/---

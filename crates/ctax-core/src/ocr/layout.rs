//! Reading-order reconstruction from an unordered bag of words.
//!
//! Two views are built over a page without copying any word:
//! horizontal lines (words sharing a vertical band) and the column of words
//! found directly underneath a label.

use std::cmp::Ordering;

use super::{Page, Polygon, Word};

/// Default horizontal tolerance for column reconstruction, in normalized units.
pub const DEFAULT_COLUMN_MARGIN: f32 = 0.05;

/// A horizontal line of words, sorted left to right.
#[derive(Debug, Clone)]
pub struct Line<'a> {
    words: Vec<&'a Word>,
}

impl<'a> Line<'a> {
    pub fn words(&self) -> &[&'a Word] {
        &self.words
    }

    pub fn len(&self) -> usize {
        self.words.len()
    }

    pub fn is_empty(&self) -> bool {
        self.words.is_empty()
    }

    /// Word texts joined with single spaces.
    pub fn text(&self) -> String {
        self.words
            .iter()
            .map(|w| w.text.as_str())
            .collect::<Vec<_>>()
            .join(" ")
    }
}

/// Lazy iterator over the lines of a page, top to bottom.
///
/// Restart by calling [`Page::lines`] again; the order is stable for a given page.
#[derive(Debug, Clone)]
pub struct Lines<'a> {
    sorted: Vec<&'a Word>,
    assigned: Vec<bool>,
    cursor: usize,
}

impl<'a> Lines<'a> {
    fn new(page: &'a Page) -> Self {
        let mut sorted: Vec<&Word> = page.words.iter().collect();
        sorted.sort_by(|a, b| cmp_f32(a.polygon.min_y(), b.polygon.min_y()));

        Self {
            assigned: vec![false; sorted.len()],
            sorted,
            cursor: 0,
        }
    }
}

impl<'a> Iterator for Lines<'a> {
    type Item = Line<'a>;

    fn next(&mut self) -> Option<Self::Item> {
        while self.cursor < self.sorted.len() && self.assigned[self.cursor] {
            self.cursor += 1;
        }
        if self.cursor >= self.sorted.len() {
            return None;
        }

        let seed = self.sorted[self.cursor];
        self.assigned[self.cursor] = true;

        let mut words = vec![seed];
        for i in (self.cursor + 1)..self.sorted.len() {
            if !self.assigned[i] && on_same_line(seed, self.sorted[i]) {
                self.assigned[i] = true;
                words.push(self.sorted[i]);
            }
        }

        words.sort_by(|a, b| cmp_f32(a.polygon.min_x(), b.polygon.min_x()));

        Some(Line { words })
    }
}

impl Page {
    /// Horizontal reading-order lines.
    pub fn lines(&self) -> Lines<'_> {
        Lines::new(self)
    }

    /// Words on or below `polygon` whose horizontal extent overlaps it within
    /// `margin`, top to bottom. A word with exactly this polygon is skipped.
    pub fn column_below(&self, polygon: &Polygon, margin: f32) -> Vec<&Word> {
        let top = polygon.min_y();

        let mut column: Vec<&Word> = self
            .words
            .iter()
            .filter(|w| w.polygon != *polygon)
            .filter(|w| w.polygon.centroid().y >= top)
            .filter(|w| w.polygon.overlaps_x(polygon, margin))
            .collect();

        column.sort_by(|a, b| {
            cmp_f32(a.polygon.min_y(), b.polygon.min_y())
                .then_with(|| cmp_f32(a.polygon.min_x(), b.polygon.min_x()))
        });

        column
    }
}

// Symmetric: either word's vertical centre lies within the other's band.
fn on_same_line(seed: &Word, other: &Word) -> bool {
    seed.polygon.contains_y(other.polygon.centroid().y)
        || other.polygon.contains_y(seed.polygon.centroid().y)
}

fn cmp_f32(a: f32, b: f32) -> Ordering {
    a.partial_cmp(&b).unwrap_or(Ordering::Equal)
}
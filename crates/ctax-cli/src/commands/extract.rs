//! Extract command - find a tax in a single OCR document.

use std::fs;
use std::path::PathBuf;
use std::time::Instant;

use clap::Args;
use console::style;
use tracing::{debug, info};

use ctax_core::{CtaxConfig, MatchPolicy, OcrDocument, TaxExtractor, TaxRecord};

/// Arguments for the extract command.
#[derive(Args)]
pub struct ExtractArgs {
    /// OCR document (JSON)
    #[arg(required = true)]
    input: PathBuf,

    /// Output file (default: stdout)
    #[arg(short, long)]
    output: Option<PathBuf>,

    /// Output format
    #[arg(short, long, value_enum, default_value = "json")]
    format: OutputFormat,

    #[command(flatten)]
    options: ExtractionOptions,
}

/// Extraction settings that override the configuration file.
#[derive(Args, Clone)]
pub struct ExtractionOptions {
    /// Tax name to look for (repeatable)
    #[arg(short = 'n', long = "name")]
    names: Vec<String>,

    /// Lowest plausible rate, in percent
    #[arg(long)]
    min_rate: Option<f64>,

    /// Highest plausible rate, in percent
    #[arg(long)]
    max_rate: Option<f64>,

    /// Which name wins when several match on one line
    #[arg(long, value_enum)]
    policy: Option<PolicyArg>,
}

#[derive(Clone, Copy, Debug, clap::ValueEnum)]
pub enum PolicyArg {
    /// The leftmost match
    Earliest,
    /// The rightmost match
    Latest,
}

impl From<PolicyArg> for MatchPolicy {
    fn from(policy: PolicyArg) -> Self {
        match policy {
            PolicyArg::Earliest => MatchPolicy::Earliest,
            PolicyArg::Latest => MatchPolicy::Latest,
        }
    }
}

#[derive(Clone, Copy, Debug, clap::ValueEnum)]
pub enum OutputFormat {
    /// JSON output
    Json,
    /// CSV output
    Csv,
    /// Plain text summary
    Text,
}

impl OutputFormat {
    pub fn extension(self) -> &'static str {
        match self {
            OutputFormat::Json => "json",
            OutputFormat::Csv => "csv",
            OutputFormat::Text => "txt",
        }
    }
}

impl ExtractionOptions {
    /// Merge the command line over `config` into an extractor and the names
    /// to search for.
    pub fn resolve(&self, config: &CtaxConfig) -> anyhow::Result<(TaxExtractor, Vec<String>)> {
        let mut extraction = config.extraction.clone();

        if !self.names.is_empty() {
            extraction.tax_names = self.names.clone();
        }
        if let Some(min) = self.min_rate {
            extraction.min_rate_percentage = min;
        }
        if let Some(max) = self.max_rate {
            extraction.max_rate_percentage = max;
        }
        if let Some(policy) = self.policy {
            extraction.match_policy = policy.into();
        }

        extraction.validate()?;

        if extraction.tax_names.iter().all(|n| n.trim().is_empty()) {
            anyhow::bail!(
                "No tax names given. Pass --name or set extraction.tax_names in the config file."
            );
        }

        Ok((TaxExtractor::from_config(&extraction), extraction.tax_names))
    }
}

pub async fn run(args: ExtractArgs, config_path: Option<&str>) -> anyhow::Result<()> {
    let start = Instant::now();

    let config = super::load_config(config_path)?;
    let (extractor, names) = args.options.resolve(&config)?;

    if !args.input.exists() {
        anyhow::bail!("Input file not found: {}", args.input.display());
    }

    info!("Processing file: {}", args.input.display());

    let document = OcrDocument::from_file(&args.input)?;
    let record = extractor.extract(&document, &names);

    if record.is_none() {
        eprintln!(
            "{} No tax matching {} found in {}",
            style("ℹ").blue(),
            names.join(", "),
            args.input.display()
        );
    }

    let output = format_record(record.as_ref(), args.format, config.output.pretty)?;

    if let Some(output_path) = &args.output {
        fs::write(output_path, &output)?;
        println!(
            "{} Output written to {}",
            style("✓").green(),
            output_path.display()
        );
    } else {
        println!("{}", output);
    }

    debug!("Total processing time: {:?}", start.elapsed());

    Ok(())
}

pub fn format_record(
    record: Option<&TaxRecord>,
    format: OutputFormat,
    pretty: bool,
) -> anyhow::Result<String> {
    match format {
        OutputFormat::Json if pretty => Ok(serde_json::to_string_pretty(&record)?),
        OutputFormat::Json => Ok(serde_json::to_string(&record)?),
        OutputFormat::Csv => format_csv(record),
        OutputFormat::Text => Ok(format_text(record)),
    }
}

fn optional<T: ToString>(field: Option<T>) -> String {
    field.map(|v| v.to_string()).unwrap_or_default()
}

fn format_csv(record: Option<&TaxRecord>) -> anyhow::Result<String> {
    let mut wtr = csv::Writer::from_writer(vec![]);

    wtr.write_record(["code", "page_id", "rate", "base", "value"])?;

    if let Some(record) = record {
        wtr.write_record([
            record.code.clone().unwrap_or_default(),
            optional(record.page_id),
            optional(record.rate),
            optional(record.base),
            optional(record.value),
        ])?;
    }

    let data = String::from_utf8(wtr.into_inner()?)?;
    Ok(data)
}

fn format_text(record: Option<&TaxRecord>) -> String {
    let Some(record) = record else {
        return "No tax found".to_string();
    };

    let mut output = String::new();

    output.push_str(&format!(
        "Tax:   {}\n",
        record.code.as_deref().unwrap_or("-")
    ));
    if let Some(page_id) = record.page_id {
        output.push_str(&format!("Page:  {}\n", page_id + 1));
    }
    if let Some(rate) = record.rate {
        output.push_str(&format!("Rate:  {}%\n", rate));
    }
    if let Some(base) = record.base {
        output.push_str(&format!("Base:  {}\n", base));
    }
    if let Some(value) = record.value {
        output.push_str(&format!("Value: {}\n", value));
    }

    output
}
//! Heuristic rules for locating and reconstructing tax fields.

pub mod amounts;
pub mod curation;
pub mod horizontal;
pub mod matcher;
pub mod patterns;
pub mod scoring;
pub mod text;
pub mod vertical;

pub use amounts::{parse_amount, parse_percentage};
pub use curation::curate;
pub use horizontal::{extract_horizontal, HorizontalExtractor, RowLayout};
pub use matcher::{match_index, MatchPolicy, NameMatch, NameMatcher};
pub use scoring::{pick_best, score};
pub use text::{fold, strip_currency_symbols, strip_diacritics, strip_diacritics_lossy};
pub use vertical::extract_vertical;
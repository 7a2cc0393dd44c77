//! Row templates for horizontally laid out tax lines.
//!
//! Both templates run on folded line text in which the matched tax name has
//! been replaced by [`NAME_MARK`], so they compile once regardless of which
//! names a caller asks for.

use lazy_static::lazy_static;
use regex::Regex;

/// Stands in for the matched tax name inside a line (private use code point).
pub const NAME_MARK: char = '\u{E000}';

// A minus sign only counts when it touches the digits: in "TVA - 20%" the
// dash is a separator.
const NUMBER: &str = r"-?(?:\d*[.,])*\d+";

// Like NUMBER, but also takes space-grouped thousands ("1 234,56"), which OCR
// returns as separate words. The grouped form needs decimals so that two
// plain integers ("100 200") stay two amounts.
const AMOUNT: &str = r"-?(?:\d{1,3}(?:[\s\u{00a0}]\d{3})+[.,]\d{1,2}|(?:\d*[.,])*\d+)";

lazy_static! {
    // `<name> <rate%?> <amount?> <amount?>`, e.g. "TVA 20% 100,00 20,00"
    pub static ref PERCENT_SECOND: Regex = Regex::new(&format!(
        r"{NAME_MARK}[^\d%]*?(?P<rate>{NUMBER}(?:\s?%)?)(?:\D*?(?P<first>{AMOUNT}))?(?:\D*?(?P<second>{AMOUNT}))?"
    ))
    .unwrap();

    // `<rate%> <name> <amount?> <amount?>`, e.g. "20% TVA 100,00 20,00"
    pub static ref PERCENT_FIRST: Regex = Regex::new(&format!(
        r"(?P<rate>{NUMBER}\s?%)[\s.:()\-]*{NAME_MARK}(?:\D*?(?P<first>{AMOUNT}))?(?:\D*?(?P<second>{AMOUNT}))?"
    ))
    .unwrap();
}
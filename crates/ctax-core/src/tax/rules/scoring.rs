//! Choosing one candidate among several horizontal matches.

use tracing::{debug, trace};

use crate::models::tax::Candidate;

use super::matcher::NameMatcher;

/// Plausibility score of the candidate at `index` in the candidate list.
///
/// Later rows score higher; a rate adds 1 but loses 2 above 100 and a further
/// 1 above 30; a value adds 4 and a base adds 1.
pub fn score(candidate: &Candidate, index: usize) -> i32 {
    let mut score = index as i32 + 1;

    if let Some(rate) = candidate.rate {
        score += 1;
        if rate > 100.0 {
            score -= 2;
        }
        if rate > 30.0 {
            score -= 1;
        }
    }
    if candidate.value.is_some() {
        score += 4;
    }
    if candidate.base.is_some() {
        score += 1;
    }

    score
}

/// Pick the best candidate.
///
/// A lone candidate is returned as is. Otherwise candidates whose code is not
/// one of the tax names are dropped and the highest score wins, the earliest
/// one on ties.
pub fn pick_best(candidates: Vec<Candidate>, matcher: &NameMatcher) -> Option<Candidate> {
    if candidates.len() <= 1 {
        return candidates.into_iter().next();
    }

    let mut best: Option<(i32, Candidate)> = None;

    for (index, candidate) in candidates.into_iter().enumerate() {
        let known = candidate
            .code
            .as_deref()
            .is_some_and(|code| matcher.is_name(code));
        if !known {
            trace!("Dropping candidate {} with code {:?}", index, candidate.code);
            continue;
        }

        let score = score(&candidate, index);
        trace!("Candidate {} scored {}", index, score);

        if best.as_ref().is_none_or(|(top, _)| score > *top) {
            best = Some((score, candidate));
        }
    }

    if let Some((score, candidate)) = &best {
        debug!("Picked candidate {:?} with score {}", candidate.code, score);
    }

    best.map(|(_, candidate)| candidate)
}
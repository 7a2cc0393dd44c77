//! Config command - manage configuration.

use std::fs;
use std::path::{Path, PathBuf};

use clap::{Args, Subcommand};
use console::style;

use ctax_core::CtaxConfig;

/// Arguments for the config command.
#[derive(Args)]
pub struct ConfigArgs {
    #[command(subcommand)]
    command: ConfigCommand,
}

#[derive(Subcommand)]
enum ConfigCommand {
    /// Show current configuration
    Show,

    /// Initialize a new configuration file
    Init(InitArgs),

    /// Get a specific configuration value
    Get {
        /// Configuration key (e.g., "extraction.max_rate_percentage")
        key: String,
    },

    /// Set a configuration value
    Set {
        /// Configuration key
        key: String,
        /// New value
        value: String,
    },

    /// Show configuration file path
    Path,
}

#[derive(Args)]
struct InitArgs {
    /// Output path for configuration file
    #[arg(short, long)]
    output: Option<PathBuf>,

    /// Overwrite existing file
    #[arg(long)]
    force: bool,
}

pub async fn run(args: ConfigArgs, config_path: Option<&str>) -> anyhow::Result<()> {
    let path = config_path
        .map(PathBuf::from)
        .unwrap_or_else(default_config_path);

    match args.command {
        ConfigCommand::Show => show_config(&path),
        ConfigCommand::Init(init_args) => init_config(init_args, &path),
        ConfigCommand::Get { key } => get_config(&path, &key),
        ConfigCommand::Set { key, value } => set_config(&path, &key, &value),
        ConfigCommand::Path => show_path(&path),
    }
}

pub fn default_config_path() -> PathBuf {
    dirs::config_dir()
        .unwrap_or_else(|| PathBuf::from("."))
        .join("ctax")
        .join("config.json")
}

fn load_or_default(path: &Path) -> anyhow::Result<CtaxConfig> {
    if path.exists() {
        Ok(CtaxConfig::from_file(path)?)
    } else {
        Ok(CtaxConfig::default())
    }
}

fn show_config(path: &Path) -> anyhow::Result<()> {
    if !path.exists() {
        eprintln!(
            "{} No config file found, showing defaults.",
            style("ℹ").blue()
        );
    }
    let config = load_or_default(path)?;

    println!("{}", serde_json::to_string_pretty(&config)?);

    Ok(())
}

fn init_config(args: InitArgs, path: &Path) -> anyhow::Result<()> {
    let output_path = args.output.unwrap_or_else(|| path.to_path_buf());

    if output_path.exists() && !args.force {
        anyhow::bail!(
            "Config file already exists at {}. Use --force to overwrite.",
            output_path.display()
        );
    }

    if let Some(parent) = output_path.parent() {
        fs::create_dir_all(parent)?;
    }

    CtaxConfig::default().save(&output_path)?;

    println!(
        "{} Created configuration file at {}",
        style("✓").green(),
        output_path.display()
    );

    Ok(())
}

fn get_config(path: &Path, key: &str) -> anyhow::Result<()> {
    let json = serde_json::to_value(load_or_default(path)?)?;

    let mut current = &json;
    for part in key.split('.') {
        current = current
            .get(part)
            .ok_or_else(|| anyhow::anyhow!("Configuration key not found: {}", key))?;
    }

    println!("{}", serde_json::to_string_pretty(current)?);

    Ok(())
}

fn set_config(path: &Path, key: &str, value: &str) -> anyhow::Result<()> {
    let config = load_or_default(path)?;

    // Bare words are taken as strings.
    let parsed_value: serde_json::Value = serde_json::from_str(value)
        .unwrap_or_else(|_| serde_json::Value::String(value.to_string()));

    let mut json = serde_json::to_value(&config)?;

    let (parents, last) = match key.rsplit_once('.') {
        Some((parents, last)) => (Some(parents), last),
        None => (None, key),
    };

    let mut current = &mut json;
    for part in parents.into_iter().flat_map(|p| p.split('.')) {
        current = current
            .get_mut(part)
            .ok_or_else(|| anyhow::anyhow!("Configuration path not found: {}", key))?;
    }

    match current.as_object_mut() {
        Some(obj) if obj.contains_key(last) => {
            obj.insert(last.to_string(), parsed_value.clone());
        }
        Some(_) => anyhow::bail!("Configuration key not found: {}", key),
        None => anyhow::bail!("Cannot set value at non-object path"),
    }

    let config: CtaxConfig = serde_json::from_value(json)?;
    config.extraction.validate()?;

    if let Some(parent) = path.parent() {
        fs::create_dir_all(parent)?;
    }
    config.save(path)?;

    println!(
        "{} Set {} = {}",
        style("✓").green(),
        key,
        serde_json::to_string(&parsed_value)?
    );

    Ok(())
}

fn show_path(path: &Path) -> anyhow::Result<()> {
    println!("Configuration file: {}", path.display());

    if path.exists() {
        println!("Status: {}", style("exists").green());
    } else {
        println!("Status: {}", style("not created").yellow());
        println!();
        println!("Run 'ctax config init' to create a configuration file.");
    }

    Ok(())
}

\---

YOUR OBJECTIVE »
Go to the line in the material above that contains "column of words" and copy exactly from there through the line that contains "pub struct Line<'a>", stopping after it.

RESPONSE TO THIS TASK »
//! horizontal lines (words sharing a vertical band) and the column of words
//! found directly underneath a label.

use std::cmp::Ordering;

use super::{Page, Polygon, Word};

/// Default horizontal tolerance for column reconstruction, in normalized units.
pub const DEFAULT_COLUMN_MARGIN: f32 = 0.05;

/// A horizontal line of words, sorted left to right.
#[derive(Debug, Clone)]
pub struct Line<'a> {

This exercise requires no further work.